(Task directions)
Between the line containing "pub struct ElementGrid" and the line containing "Number of columns" lies a run of lines; give that run again exactly, with both of those lines, and nothing else from the entries below.

(Input data)
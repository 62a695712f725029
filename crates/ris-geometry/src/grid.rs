//! Element-center grids on a panel frame.
//!
//! Element `(row, col)` of an `ny × nx` panel sits at
//!
//! $$
//! \mathbf{r}_{rc} = \mathbf{o} + \bigl(c - \tfrac{n_x - 1}{2}\bigr) d_x \hat{u}
//!                 + \bigl(r - \tfrac{n_y - 1}{2}\bigr) d_y \hat{v}
//! $$
//!
//! so the grid is symmetric about the origin `o`. Storage is row-major with
//! shape `(ny, nx, 3)`.

use ndarray::Array3;

use crate::error::GeometryError;
use crate::frame::{compute_local_frame, LocalFrame};

/// Element centers of a panel together with its local frame.
#[derive(Debug, Clone)]
pub struct ElementGrid {
    /// Center positions, shape `(ny, nx, 3)` (metres).
    pub centers: Array3<f64>,
    /// Panel frame the grid was laid out on.
    pub frame: LocalFrame,
    /// Pitch along `u` (metres).
    pub dx: f64,
    /// Pitch along `v` (metres).
    pub dy: f64,
}

impl ElementGrid {
    /// Number of columns (elements along `u`).
    pub fn nx(&self) -> usize {
        self.centers.dim().1
    }

    /// Number of rows (elements along `v`).
    pub fn ny(&self) -> usize {
        self.centers.dim().0
    }

    /// Phase-map shape `(ny, nx)`.
    pub fn shape(&self) -> (usize, usize) {
        (self.ny(), self.nx())
    }

    /// Total element count.
    pub fn len(&self) -> usize {
        self.nx() * self.ny()
    }

    pub fn is_empty(&self) -> bool {
        self.len() == 0
    }

    /// Center of element `(row, col)`.
    pub fn position(&self, row: usize, col: usize) -> [f64; 3] {
        [
            self.centers[[row, col, 0]],
            self.centers[[row, col, 1]],
            self.centers[[row, col, 2]],
        ]
    }

    /// All centers in row-major order.
    pub fn positions(&self) -> Vec<[f64; 3]> {
        let (ny, nx) = self.shape();
        let mut out = Vec::with_capacity(nx * ny);
        for row in 0..ny {
            for col in 0..nx {
                out.push(self.position(row, col));
            }
        }
        out
    }

    /// Mean of all element centers.
    pub fn centroid(&self) -> [f64; 3] {
        let n = self.len().max(1) as f64;
        let mut c = [0.0; 3];
        for p in self.positions() {
            c[0] += p[0];
            c[1] += p[1];
            c[2] += p[2];
        }
        [c[0] / n, c[1] / n, c[2] / n]
    }
}

/// Lay out an `ny × nx` grid of element centers.
///
/// # Arguments
/// * `nx`, `ny` — Element counts along `u` and `v`.
/// * `dx`, `dy` — Pitches along `u` and `v` (metres).
/// * `origin` — Grid center (default `[0, 0, 0]`).
/// * `normal`, `x_axis_hint` — Passed to [`compute_local_frame`].
///
/// # Errors
/// Fails before allocating if a count or pitch is not positive, or if a frame
/// vector is zero.
pub fn compute_element_centers(
    nx: i64,
    ny: i64,
    dx: f64,
    dy: f64,
    origin: Option<[f64; 3]>,
    normal: Option<[f64; 3]>,
    x_axis_hint: Option<[f64; 3]>,
) -> Result<ElementGrid, GeometryError> {
    if nx <= 0 || ny <= 0 {
        return Err(GeometryError::InvalidCount { nx, ny });
    }
    if !(dx > 0.0 && dy > 0.0) {
        return Err(GeometryError::InvalidPitch { dx, dy });
    }

    let frame = compute_local_frame(normal, x_axis_hint)?;
    let origin = origin.unwrap_or([0.0; 3]);
    let (nx, ny) = (nx as usize, ny as usize);

    let x_mid = (nx as f64 - 1.0) / 2.0;
    let y_mid = (ny as f64 - 1.0) / 2.0;

    let centers = Array3::from_shape_fn((ny, nx, 3), |(row, col, axis)| {
        let x_off = (col as f64 - x_mid) * dx;
        let y_off = (row as f64 - y_mid) * dy;
        origin[axis] + x_off * frame.u[axis] + y_off * frame.v[axis]
    });

    Ok(ElementGrid { centers, frame, dx, dy })
}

(Problem solution)
pub struct ElementGrid {
    /// Center positions, shape `(ny, nx, 3)` (metres).
    pub centers: Array3<f64>,
    /// Panel frame the grid was laid out on.
    pub frame: LocalFrame,
    /// Pitch along `u` (metres).
    pub dx: f64,
    /// Pitch along `v` (metres).
    pub dy: f64,
}

impl ElementGrid {
    /// Number of columns (elements along `u`).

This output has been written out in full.